Cybersécurité Certification ISO 27 001 : une contrainte devenue un argument de vente

C’est à la demande d’un client important que Groupe CIS s’est lancé dans l’obtention de la certification ISO 27 001. La PME a dû se mettre rapidement à la tâche pour pouvoir conserver ce client. Mais elle a aussi découvert que le fruit de ses efforts allait lui rapporter bien plus que prévu.

Groupe CIS, une PME de 80 employés établie à Saint-Jérôme, spécialisée dans la conception de logiciels pour la distribution alimentaire et le transport, avait déjà des systèmes en place pour se protéger des cyberattaques. Mais un de ses clients majeurs a exigé de ses fournisseurs qu’ils obtiennent la certification ISO 27 001, un gage de respect de processus robustes destiné à protéger l’entreprise elle-même, mais aussi ses partenaires commerciaux.

« Les entreprises veulent s’assurer que leurs fournisseurs de services ne soient pas des portes d’entrée potentielles vers leurs propres systèmes », explique Éric Tessier, président de Groupe CIS, dont les logiciels équipent notamment les livreurs qui acheminent les produits alimentaires vers les épiceries.

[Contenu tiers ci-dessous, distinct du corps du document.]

//! Every page type against an index that cannot be used.

mod support;

use postscope::{
    application::{
        controllers::{category, related, search, tags},
        dispatch::ClickEvent,
        page::PageEvent,
        store::FetchError,
    },
    presentation::{
        document::{Document, Region},
        node::Element,
    },
};

use support::{fixture_store, is_hidden, location, malformed_store, region_text, run_page, store_with};

fn every_surface() -> Document {
    Document::new()
        .with_region(Region::new(search::INPUT))
        .with_region(Region::new(search::RESULTS))
        .with_region(Region::new(tags::CLOUD))
        .with_region(Region::new(tags::FILTER_BAR))
        .with_region(Region::new(tags::POSTS))
        .with_region(
            Region::new(related::POST_TAGS)
                .child(Element::new("li").class("post-tag").text("linux")),
        )
        .with_region(Region::new(related::SECTION))
        .with_region(Region::new(related::GRID))
}

#[tokio::test]
async fn malformed_index_shows_failure_messages() {
    let (store, source) = malformed_store();
    let page = run_page(every_surface(), location("/posts/x/"), &store, Vec::new()).await;

    assert_eq!(region_text(&page, search::RESULTS), "Failed to load posts.");
    assert_eq!(region_text(&page, tags::CLOUD), "Failed to load tags.");
    assert!(is_hidden(&page, related::SECTION));
    assert_eq!(source.calls(), 1);
}

#[tokio::test]
async fn transport_failure_on_category_pages() {
    let (store, _) = store_with(Err(FetchError::transport("memory", "connection refused")));
    let document = Document::new()
        .with_region(Region::new(category::TILES))
        .with_region(Region::new(category::GRID));
    let page = run_page(
        document,
        location("/cybersecurity/"),
        &store,
        vec![PageEvent::Click(
            ClickEvent::on(category::TILES).with_data("filter", "ctf"),
        )],
    )
    .await;

    assert_eq!(region_text(&page, category::GRID), "Failed to load posts.");
    assert_eq!(page.location().relative(), "/cybersecurity/");

    let (store, _) = malformed_store();
    let listing = Document::new().with_region(Region::new(category::CONTAINER).data("category", "dev"));
    let page = run_page(listing, location("/dev/"), &store, Vec::new()).await;
    assert_eq!(
        region_text(&page, category::CONTAINER),
        "Failed to load posts."
    );
}

#[tokio::test(start_paused = true)]
async fn input_after_a_failed_load_is_ignored() {
    let (store, _) = malformed_store();
    let document = Document::new()
        .with_region(Region::new(search::INPUT))
        .with_region(Region::new(search::RESULTS));
    let page = run_page(
        document,
        location("/search/"),
        &store,
        vec![PageEvent::Input {
            region: search::INPUT.to_string(),
            value: "rust".to_string(),
        }],
    )
    .await;

    assert_eq!(page.location().history_len(), 1);
    assert_eq!(region_text(&page, search::RESULTS), "Failed to load posts.");
}

#[tokio::test]
async fn one_fetch_serves_every_controller_on_the_page() {
    let (store, source) = fixture_store();
    let page = run_page(every_surface(), location("/posts/x/"), &store, Vec::new()).await;

    assert_eq!(page.controller_names(), vec!["search", "tags", "related"]);
    assert!(!is_hidden(&page, related::SECTION));
    assert_eq!(source.calls(), 1);
}
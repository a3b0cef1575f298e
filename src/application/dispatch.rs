//! Delegated click routing.
//!
//! One route per container instead of one listener per element: a click is
//! matched by the region it landed in and the `data-*` attribute of the
//! closest target, then checked against what is currently rendered. Regions
//! can be rebuilt freely without re-registering anything.

use std::collections::BTreeMap;

use crate::presentation::document::Document;

/// A click as seen by a delegated listener.
#[derive(Debug, Clone, PartialEq, Eq)]
pub struct ClickEvent {
    pub region: String,
    /// `data-*` attributes of the closest matching target, without prefix.
    pub data: BTreeMap<String, String>,
}

impl ClickEvent {
    pub fn on(region: impl Into<String>) -> Self {
        Self {
            region: region.into(),
            data: BTreeMap::new(),
        }
    }

    pub fn with_data(mut self, key: impl Into<String>, value: impl Into<String>) -> Self {
        self.data.insert(key.into(), value.into());
        self
    }
}

struct Route<A> {
    region: &'static str,
    attribute: Option<&'static str>,
    action: fn(String) -> A,
}

pub struct Dispatcher<A> {
    routes: Vec<Route<A>>,
}

impl<A> Default for Dispatcher<A> {
    fn default() -> Self {
        Self { routes: Vec::new() }
    }
}

impl<A> Dispatcher<A> {
    pub fn new() -> Self {
        Self::default()
    }

    /// Route clicks on elements carrying `data-<attribute>` inside `region`.
    pub fn on_data(
        mut self,
        region: &'static str,
        attribute: &'static str,
        action: fn(String) -> A,
    ) -> Self {
        self.routes.push(Route {
            region,
            attribute: Some(attribute),
            action,
        });
        self
    }

    /// Route any click inside `region`.
    pub fn on_region(mut self, region: &'static str, action: fn(String) -> A) -> Self {
        self.routes.push(Route {
            region,
            attribute: None,
            action,
        });
        self
    }

    pub fn dispatch(&self, document: &Document, event: &ClickEvent) -> Option<A> {
        let region = document.region(&event.region)?;
        self.routes
            .iter()
            .filter(|route| route.region == event.region)
            .find_map(|route| match route.attribute {
                None => Some((route.action)(String::new())),
                Some(attribute) => {
                    let value = event.data.get(attribute)?;
                    if value.is_empty() || !region.has_data_target(attribute, value) {
                        return None;
                    }
                    Some((route.action)(value.clone()))
                }
            })
    }
}

#[cfg(test)]
mod tests {
    use super::*;
    use crate::presentation::{document::Region, node::Element};

    #[derive(Debug, PartialEq, Eq)]
    enum Action {
        Pick(String),
        Reset,
    }

    fn document() -> Document {
        Document::new()
            .with_region(
                Region::new("cloud")
                    .child(Element::new("button").attr("data-tag", "nmap").text("#nmap")),
            )
            .with_region(Region::new("clear"))
    }

    fn dispatcher() -> Dispatcher<Action> {
        Dispatcher::new()
            .on_data("cloud", "tag", Action::Pick)
            .on_region("clear", |_| Action::Reset)
    }

    #[test]
    fn routes_by_region_and_rendered_data_attribute() {
        let event = ClickEvent::on("cloud").with_data("tag", "nmap");
        assert_eq!(
            dispatcher().dispatch(&document(), &event),
            Some(Action::Pick("nmap".to_string()))
        );
        assert_eq!(
            dispatcher().dispatch(&document(), &ClickEvent::on("clear")),
            Some(Action::Reset)
        );
    }

    #[test]
    fn ignores_clicks_without_a_rendered_target() {
        let gap = ClickEvent::on("cloud");
        let stale = ClickEvent::on("cloud").with_data("tag", "rust");
        let elsewhere = ClickEvent::on("footer").with_data("tag", "nmap");

        assert_eq!(dispatcher().dispatch(&document(), &gap), None);
        assert_eq!(dispatcher().dispatch(&document(), &stale), None);
        assert_eq!(dispatcher().dispatch(&document(), &elsewhere), None);
    }
}
//! Page location and same-document history.
//!
//! Controllers mirror their predicate state into the query string without
//! navigating. Writes either push a new history entry or replace the current
//! one; the page never reloads.

use tracing::debug;
use url::Url;

const LOCAL_ORIGIN: &str = "http://localhost/";

#[derive(Debug, Clone, Copy, PartialEq, Eq)]
pub enum HistoryMode {
    Push,
    Replace,
}

#[derive(Debug, Clone, PartialEq, Eq)]
pub struct Location {
    entries: Vec<Url>,
}

impl Location {
    /// Parse an absolute URL, or a path (with optional query) relative to a
    /// local origin.
    pub fn parse(raw: &str) -> Result<Self, url::ParseError> {
        let url = match Url::parse(raw) {
            Ok(url) => url,
            Err(url::ParseError::RelativeUrlWithoutBase) => Url::parse(LOCAL_ORIGIN)?.join(raw)?,
            Err(err) => return Err(err),
        };
        Ok(Self::from_url(url))
    }

    pub fn from_url(url: Url) -> Self {
        Self { entries: vec![url] }
    }

    pub fn url(&self) -> &Url {
        // `entries` is never empty: it is seeded on construction and only grows.
        &self.entries[self.entries.len() - 1]
    }

    fn url_mut(&mut self) -> &mut Url {
        let last = self.entries.len() - 1;
        &mut self.entries[last]
    }

    pub fn path(&self) -> &str {
        self.url().path()
    }

    /// Path plus query, as shown in the address bar of a same-origin page.
    pub fn relative(&self) -> String {
        match self.url().query() {
            Some(query) => format!("{}?{}", self.path(), query),
            None => self.path().to_string(),
        }
    }

    pub fn query_param(&self, name: &str) -> Option<String> {
        self.url()
            .query_pairs()
            .find(|(key, _)| key == name)
            .map(|(_, value)| value.into_owned())
    }

    /// Set (`Some`) or remove (`None`) a query parameter.
    ///
    /// An existing parameter keeps its position; duplicates are dropped. An
    /// empty value removes the parameter.
    pub fn set_query_param(&mut self, name: &str, value: Option<&str>, mode: HistoryMode) {
        let value = value.filter(|inner| !inner.is_empty());
        let mut pairs: Vec<(String, String)> = Vec::new();
        let mut replaced = false;
        for (key, existing) in self.url().query_pairs() {
            if key != name {
                pairs.push((key.into_owned(), existing.into_owned()));
            } else if !replaced {
                replaced = true;
                if let Some(value) = value {
                    pairs.push((key.into_owned(), value.to_string()));
                }
            }
        }
        if !replaced {
            if let Some(value) = value {
                pairs.push((name.to_string(), value.to_string()));
            }
        }

        let mut next = self.url().clone();
        if pairs.is_empty() {
            next.set_query(None);
        } else {
            next.query_pairs_mut().clear().extend_pairs(pairs);
        }

        debug!(param = name, url = %next, ?mode, "location updated");
        match mode {
            HistoryMode::Push => self.entries.push(next),
            HistoryMode::Replace => *self.url_mut() = next,
        }
    }

    /// Number of history entries created on this page, the initial one included.
    pub fn history_len(&self) -> usize {
        self.entries.len()
    }

    pub fn history(&self) -> &[Url] {
        &self.entries
    }
}
impl<S: CacheStore + 'static> Inner<S> {
    /// Decide and execute one sync. The second value is an aging entry that
    /// was served and still needs a background refresh.
    async fn run(&self, year: Year, options: &SyncOptions) -> (SyncResult, Option<CacheEntry>) {
        let lookup = match self.cache.lookup(year).await {
            Ok(lookup) => lookup,
            Err(e) => {
                warn!(year, error = %e, "Cache read failed, treating as miss");
                CacheLookup::Missing
            }
        };
        let replaced_invalid = lookup.is_invalid();
        let existing = lookup.into_entry();

        if !options.force_refresh {
            if let Some(entry) = &existing {
                match self.cache.policy().classify(entry.last_updated) {
                    EntryAge::Fresh => {
                        debug!(year, "Serving fresh cache entry");
                        let result =
                            SyncResult::from_cache(entry.data.clone(), CacheStatus::Hit, true);
                        return (result, None);
                    }
                    EntryAge::Aging if options.allow_stale_data => {
                        debug!(year, "Serving aging cache entry, refreshing in background");
                        let result =
                            SyncResult::from_cache(entry.data.clone(), CacheStatus::Stale, false);
                        return (result, existing);
                    }
                    age => debug!(year, ?age, "Cache entry needs refresh"),
                }
            }
        }

        let result = self
            .fetch_and_store(year, options, existing, replaced_invalid)
            .await;
        info!(
            year,
            success = result.success,
            source = ?result.source,
            cache_status = ?result.cache_status,
            "Sync finished"
        );
        (result, None)
    }

    async fn fetch_and_store(
        &self,
        year: Year,
        options: &SyncOptions,
        existing: Option<CacheEntry>,
        replaced_invalid: bool,
    ) -> SyncResult {
        match self.fetch(year, options).await {
            Ok(fetched) => {
                let (data, source, status) = match &existing {
                    Some(entry) => (
                        merge(&entry.data, &fetched.calendar),
                        SyncSource::Merged,
                        CacheStatus::Hit,
                    ),
                    None if replaced_invalid => {
                        (fetched.calendar, SyncSource::Api, CacheStatus::Invalid)
                    }
                    None => (fetched.calendar, SyncSource::Api, CacheStatus::Miss),
                };

                if fetched.from_origin {
                    self.warm_edge(year, &data).await;
                }

                let result = SyncResult::fetched(data.clone(), source, status);
                match self.cache.set(year, data).await {
                    Ok(_) => result,
                    Err(e) => {
                        error!(year, error = %e, "Failed to persist calendar");
                        result.with_error(format!("failed to persist calendar: {e}"))
                    }
                }
            }
            Err(failure) => match existing {
                Some(entry) => {
                    warn!(
                        year,
                        error = %failure.error,
                        retry_after = ?failure.retry_after,
                        "Fetch failed, serving cached calendar"
                    );
                    SyncResult::degraded(entry.data, failure.error.to_string(), failure.retry_after)
                }
                None => {
                    warn!(year, error = %failure.error, "Fetch failed with nothing cached");
                    SyncResult::failed(failure.error.to_string(), failure.retry_after)
                }
            },
        }
    }

    async fn fetch(&self, year: Year, options: &SyncOptions) -> Result<Fetched, FetchFailure> {
        if !options.force_refresh {
            if let Some(hit) = self.edge_lookup(year).await {
                return Ok(Fetched {
                    calendar: hit.data,
                    from_origin: false,
                });
            }
        }

        let op_id = operation_id(year);
        let mut profile = self.profile_for(year);
        let mut limited = self.config.rate_limit_retry.clone();
        if let Some(max_retries) = options.max_retries {
            profile.max_retries = max_retries;
            limited.max_retries = max_retries;
        }
        if !self
            .retry
            .should_retry(&op_id, self.config.max_recent_attempts)
        {
            warn!(year, "Too many recent retries, making a single attempt");
            profile.max_retries = 0;
            limited.max_retries = 0;
        }
        let timeout = options.timeout.unwrap_or(self.config.fetch_timeout);

        let origin = Arc::clone(&self.origin);
        let outcome = self
            .retry
            .execute_with_escalation(
                move || {
                    let origin = Arc::clone(&origin);
                    async move { fetch_with_timeout(origin.as_ref(), year, timeout).await }
                },
                &profile,
                &limited,
                Some(&op_id),
            )
            .await;
        let attempts = outcome.attempt_count();
        let profile = if outcome.escalated { limited } else { profile };

        match outcome.outcome {
            Ok(calendar) => {
                self.mark_rate_limited(year, false);
                Ok(Fetched {
                    calendar,
                    from_origin: true,
                })
            }
            Err(error) => {
                self.mark_rate_limited(year, error.is_rate_limit());
                let retry_after = self.retry_after(&error, &profile, attempts);
                Err(FetchFailure { error, retry_after })
            }
        }
    }

    /// Starting profile: the rate-limit one if the previous failure for
    /// `year` was a rate limit.
    fn profile_for(&self, year: Year) -> RetryConfig {
        let limited = self
            .rate_limited
            .lock()
            .map(|set| set.contains(&year))
            .unwrap_or(false);
        if limited {
            debug!(year, "Using rate-limit retry profile");
            self.config.rate_limit_retry.clone()
        } else {
            self.config.retry.clone()
        }
    }

    fn mark_rate_limited(&self, year: Year, limited: bool) {
        if let Ok(mut set) = self.rate_limited.lock() {
            if limited {
                set.insert(year);
            } else {
                set.remove(&year);
            }
        }
    }

    fn forget(&self, year: Year) {
        self.mark_rate_limited(year, false);
        self.retry.clear_history(&operation_id(year));
    }

    /// Seconds the caller should wait: the origin's own signal when it sent
    /// one, otherwise the next step of the backoff schedule.
    fn retry_after(&self, error: &FetchError, profile: &RetryConfig, attempts: u32) -> Option<u64> {
        if let Some(at) = self.retry.next_retry_time(error) {
            let secs = (at - Utc::now()).num_seconds().max(0);
            return Some(secs as u64);
        }
        if self.retry.is_retryable_error(error) {
            let next = base_delay_for(profile, attempts.saturating_sub(1));
            return Some(next.as_secs_f64().ceil() as u64);
        }
        None
    }

    async fn edge_lookup(&self, year: Year) -> Option<EdgeHit> {
        if !self.config.edge_enabled {
            return None;
        }
        let edge = self.edge.as_ref()?;
        match edge.lookup(year).await {
            Ok(Some(hit)) if !hit.stale && validate_calendar(&hit.data).is_ok() => {
                debug!(year, age = ?hit.age, "Edge cache hit");
                Some(hit)
            }
            Ok(_) => None,
            Err(e) => {
                debug!(year, error = %e, "Edge lookup failed, ignoring");
                None
            }
        }
    }

    async fn warm_edge(&self, year: Year, data: &ContributionCalendar) {
        if !self.config.edge_enabled {
            return;
        }
        if let Some(edge) = &self.edge {
            if let Err(e) = edge.warm(year, data).await {
                debug!(year, error = %e, "Edge warm failed, ignoring");
            }
        }
    }

    /// Detached refresh for stale-while-revalidate. The returned flight
    /// takes over the year's in-flight slot and clears it when done.
    fn start_refresh(
        self: &Arc<Self>,
        year: Year,
        entry: CacheEntry,
        options: SyncOptions,
    ) -> SharedSync {
        let inner = Arc::clone(self);
        let task = tokio::spawn(async move {
            let result = inner.fetch_and_store(year, &options, Some(entry), false).await;
            if result.source == SyncSource::Cache || result.error.is_some() {
                error!(
                    year,
                    error = result.error.as_deref().unwrap_or("unknown"),
                    "Background refresh failed"
                );
            } else {
                info!(year, "Background refresh stored new data");
            }
            inner.in_flight.lock().await.remove(&year);
            result
        });
        Arc::clone(self).share(year, task)
    }

    fn share(self: Arc<Self>, year: Year, task: JoinHandle<SyncResult>) -> SharedSync {
        async move {
            match task.await {
                Ok(result) => result,
                Err(e) => {
                    error!(year, error = %e, "Sync task aborted");
                    self.in_flight.lock().await.remove(&year);
                    SyncResult::failed(format!("sync task aborted: {e}"), None)
                }
            }
        }
        .boxed()
        .shared()
    }
}
//! Reconciliation of a cached calendar with a freshly fetched one.
//!
//! The incoming calendar is authoritative for every date it covers and
//! dictates the week structure; the existing calendar only fills dates the
//! incoming one does not carry. The total is always recomputed.

use std::collections::{BTreeMap, HashSet};

use chrono::{Duration, NaiveDate};

use crate::calendar::{ContributionCalendar, ContributionDay, Week};

type WeekFrames = BTreeMap<NaiveDate, BTreeMap<NaiveDate, ContributionDay>>;

/// Find the frame whose seven-day span contains `date`.
fn frame_containing(frames: &WeekFrames, date: NaiveDate) -> Option<NaiveDate> {
    frames
        .range(..=date)
        .next_back()
        .map(|(start, _)| *start)
        .filter(|start| date < *start + Duration::days(7))
}

/// Merge `incoming` over `existing`.
///
/// Inputs are expected to be well formed (chronological, non-empty weeks).
/// For such inputs `merge(x, x) == x`.
pub fn merge(existing: &ContributionCalendar, incoming: &ContributionCalendar) -> ContributionCalendar {
    let mut frames: WeekFrames = BTreeMap::new();
    let mut covered: HashSet<NaiveDate> = HashSet::new();

    for week in &incoming.weeks {
        let frame = frames.entry(week.first_day).or_default();
        for day in &week.contribution_days {
            // Incoming carries the count; the level is re-derived from it.
            covered.insert(day.date);
            frame.insert(day.date, ContributionDay::new(day.date, day.count));
        }
    }

    // Dates only the cache knows about keep their cached value.
    for week in &existing.weeks {
        for day in &week.contribution_days {
            if covered.contains(&day.date) {
                continue;
            }
            let start = frame_containing(&frames, day.date).unwrap_or(week.first_day);
            frames
                .entry(start)
                .or_default()
                .insert(day.date, ContributionDay::new(day.date, day.count));
        }
    }

    let weeks = frames
        .into_iter()
        .filter(|(_, days)| !days.is_empty())
        .map(|(first_day, days)| Week {
            first_day,
            contribution_days: days.into_values().collect(),
        })
        .collect();

    let months = if incoming.months.is_empty() {
        existing.months.clone()
    } else {
        incoming.months.clone()
    };

    let mut merged = ContributionCalendar {
        total_contributions: 0,
        weeks,
        months,
    };
    merged.recompute_total();
    merged
}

La PME ne pouvait faire autrement. « Sans la certification, on pouvait perdre ce client » pointe le chef d’entreprise. D’ailleurs, peu de temps après cette première demande, un deuxième client majeur a formulé la même exigence. « Nous avons pris conscience que cette certification allait être de plus en plus requise », indique le président de cette PME, dont les clients sont de grandes entreprises du secteur alimentaire.

L’entreprise s’est mise au travail immédiatement. Groupe CIS a obtenu sa certification en un temps record — « un peu plus de quatre mois » —, en déployant des efforts considérables. La PME a investi une somme importante pour décrocher la certification, à laquelle elle ajoute un budget annuel récurrent de 150 000 $ consacré au maintien de cette norme.

Tout un chantier

L’investissement n’est pas seulement financier. Du temps et de l’énergie ont été investis, même si, au début, la tâche était floue. « Nous ne savions pas comment réagir ni par quoi commencer », reconnaît Éric Tessier. Après s’être entourée de spécialistes externes en cybersécurité, Groupe CIS a formé un comité de sécurité, composé de personnes des différents services, chargé de mener le processus de certification. L’entreprise a aussi créé un poste d’expert en cybersécurité.

Un travail important a été réalisé dans la description des processus. « Pour atteindre la norme, il ne s’agissait pas seulement de faire des changements dans la conception de nos logiciels, relève M. Tessier. Nous avons dû beaucoup documenter les processus internes. Souvent, ils étaient en place, mais ils n’étaient pas assez documentés ni suffisamment communiqués aux employés. » En cas d’attaque, ce sont ces processus qui permettent de repousser l’assaillant.

Les employés ont été formés et sont accompagnés. Chaque mois, des tests d’intrusion sont déclenchés. De la formation continue a été mise en place.

La cybersécurité a aussi pris un visage concret dans les locaux de l’entreprise. « Nous avons installé des portes à fermeture magnétique, des caméras de surveillance et un registre des entrées et sorties », détaille le dirigeant.

Le chef d’entreprise salue les efforts déployés pour atteindre l’objectif fixé par son client, que la PME entend désormais mettre de l’avant. « Aujourd’hui, nous nous servons de cette certification comme d’un avantage face à la compétition », se félicite Éric Tessier.